Quando cammino

Non credo sia difficile avvicinarsi a marzo. È un mese che assomiglia a una finestra semi aperta. Si scruta da lì il cambiamento d’aria che arriva a strofinare e ossigenare gli attimi, i momenti e anche le emozioni che, solitarie, girano per dentro. Si rilasciano da quello spiraglio i sedimenti, gli spazi fermi che aspettano vento nuovo a far germoglio.

Queste suggestioni che mi vengono in mente quando la mattina apro realmente la finestra e mi soffermo qualche istante a respirare, a sentire l’inspiro, a sentire l’espiro. Le due forze opposte che in sinergia ci governano, ci lasciano quello che serve e permettono a un organismo complesso come il nostro di procedere ed essere vitale.
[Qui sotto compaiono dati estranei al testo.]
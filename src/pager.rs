//! Virtual pagination over scroll geometry.
//!
//! Column layouts have no native pages, so a "virtual page" is one viewport
//! worth of scroll distance along the paging axis. Everything here is pure
//! math over [`ViewportMetrics`]; the geometry provider is only consulted to
//! read the metrics.

use crate::geometry::{DocumentGeometry, ViewportMetrics};
use crate::layout::{AppliedLayout, LayoutMode, WritingDirection, paging_axis};
use serde::{Deserialize, Serialize};

/// Sub-pixel slack when comparing scroll offsets.
pub const PAGE_TOLERANCE_PX: f64 = 3.0;

/// Reader position in server pages and virtual pages.
#[derive(Debug, Clone, Copy, PartialEq, Eq, Serialize, Deserialize)]
pub struct PageState {
    /// Server page, 0-based.
    pub page_num: u32,
    /// Number of server pages in the chapter.
    pub max_pages: u32,
    /// Current virtual page, 1-based.
    pub virtual_page: u32,
    /// Number of virtual pages on this server page.
    pub total_virtual_pages: u32,
}

impl PageState {
    /// State at the start of a server page.
    pub fn new(page_num: u32, max_pages: u32) -> Self {
        Self {
            page_num,
            max_pages,
            virtual_page: 1,
            total_virtual_pages: 1,
        }
    }

    /// Replace the virtual part.
    pub fn with_virtual(self, virtual_page: VirtualPage) -> Self {
        Self {
            virtual_page: virtual_page.current,
            total_virtual_pages: virtual_page.total,
            ..self
        }
    }

    /// First server page of the chapter.
    pub fn is_first_page(&self) -> bool {
        self.page_num == 0
    }

    /// Last server page of the chapter.
    pub fn is_last_page(&self) -> bool {
        self.page_num + 1 >= self.max_pages
    }

    /// On the first virtual page.
    pub fn is_first_virtual(&self) -> bool {
        self.virtual_page <= 1
    }

    /// On the last virtual page.
    pub fn is_last_virtual(&self) -> bool {
        self.virtual_page >= self.total_virtual_pages
    }
}

/// Result of a pagination pass.
#[derive(Debug, Clone, Copy, PartialEq, Serialize)]
pub struct VirtualPage {
    /// Current virtual page, 1-based.
    pub current: u32,
    /// Total virtual pages.
    pub total: u32,
    /// Page size in pixels along the paging axis.
    pub page_size: f64,
}

impl VirtualPage {
    fn single(page_size: f64) -> Self {
        Self {
            current: 1,
            total: 1,
            page_size,
        }
    }
}

/// Compute the virtual page from metrics along the paging axis.
pub fn compute(
    metrics: &ViewportMetrics,
    mode: LayoutMode,
    direction: WritingDirection,
) -> VirtualPage {
    let page_size = metrics.viewport_along(paging_axis(direction)).max(0.0);

    if !mode.is_columnar() || page_size <= 0.0 {
        return VirtualPage::single(page_size);
    }

    let extent = metrics.scroll_extent.max(0.0);
    let offset = metrics.scroll_offset.clamp(0.0, extent);
    if extent <= page_size + PAGE_TOLERANCE_PX {
        return VirtualPage::single(page_size);
    }

    let total = (((extent - PAGE_TOLERANCE_PX) / page_size).ceil() as u32).max(1);
    let delta = extent - offset;

    let current = if (delta - extent).abs() <= PAGE_TOLERANCE_PX {
        // Nothing scrolled yet.
        1
    } else if delta <= page_size + PAGE_TOLERANCE_PX {
        // At most one page of content remains: the viewport sits at the end.
        total
    } else if (delta - (extent - page_size)).abs() <= PAGE_TOLERANCE_PX {
        // Exactly one page scrolled.
        2.min(total)
    } else {
        let page = ((offset + page_size) / page_size).round();
        (page as u32).clamp(1, total)
    };

    VirtualPage {
        current,
        total,
        page_size,
    }
}

/// Compute the virtual page for the current geometry and layout.
pub fn measure<G: DocumentGeometry>(geometry: &G, layout: &AppliedLayout) -> VirtualPage {
    let metrics = geometry.metrics(layout.paging_axis());
    compute(&metrics, layout.mode, layout.direction)
}

/// Scroll offset at which virtual page `page` starts.
pub fn offset_for_page(page: u32, page_size: f64) -> f64 {
    f64::from(page.saturating_sub(1)) * page_size.max(0.0)
}

/// Whether an offset counts as having reached `target`.
pub fn reached(offset: f64, target: f64) -> bool {
    (offset - target).abs() <= PAGE_TOLERANCE_PX
}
È in questo periodo che una lieve frenesia inconscia si dipana con forza portandomi a camminare più del solito cercando alberi, prati e spunti microscopici.

Attingo esempi dalla Natura e li trasporto come similitudini in ogni lezione di yoga. Sono eccezionali per far emergere l’intenso legame che esiste tra essere umano e ambiente naturale.

Ogni volta che vedo un germoglio nuovo immagino di respirare quella stessa forza che arriva dal profondo, da piante che sembrano inermi e mute ma che invece sono solo in attesa. Coltivano in loro capacità reattive e risorse che si vedranno sbucare come punta di iceberg, il cui fermento è interno e naviga nell’invisibile.

È come la nostra interiorità, lì nel profondo rimane in attesa, di occhio attento, di cura, di essere vista.

Che se la noti c’è.

Ma c’è anche se non la noti.

L’attesa è una risorsa da rivalorizzare.

Cercare metodi per germogliare comunque è un grande privilegio dove la ricerca vale più dello scopo.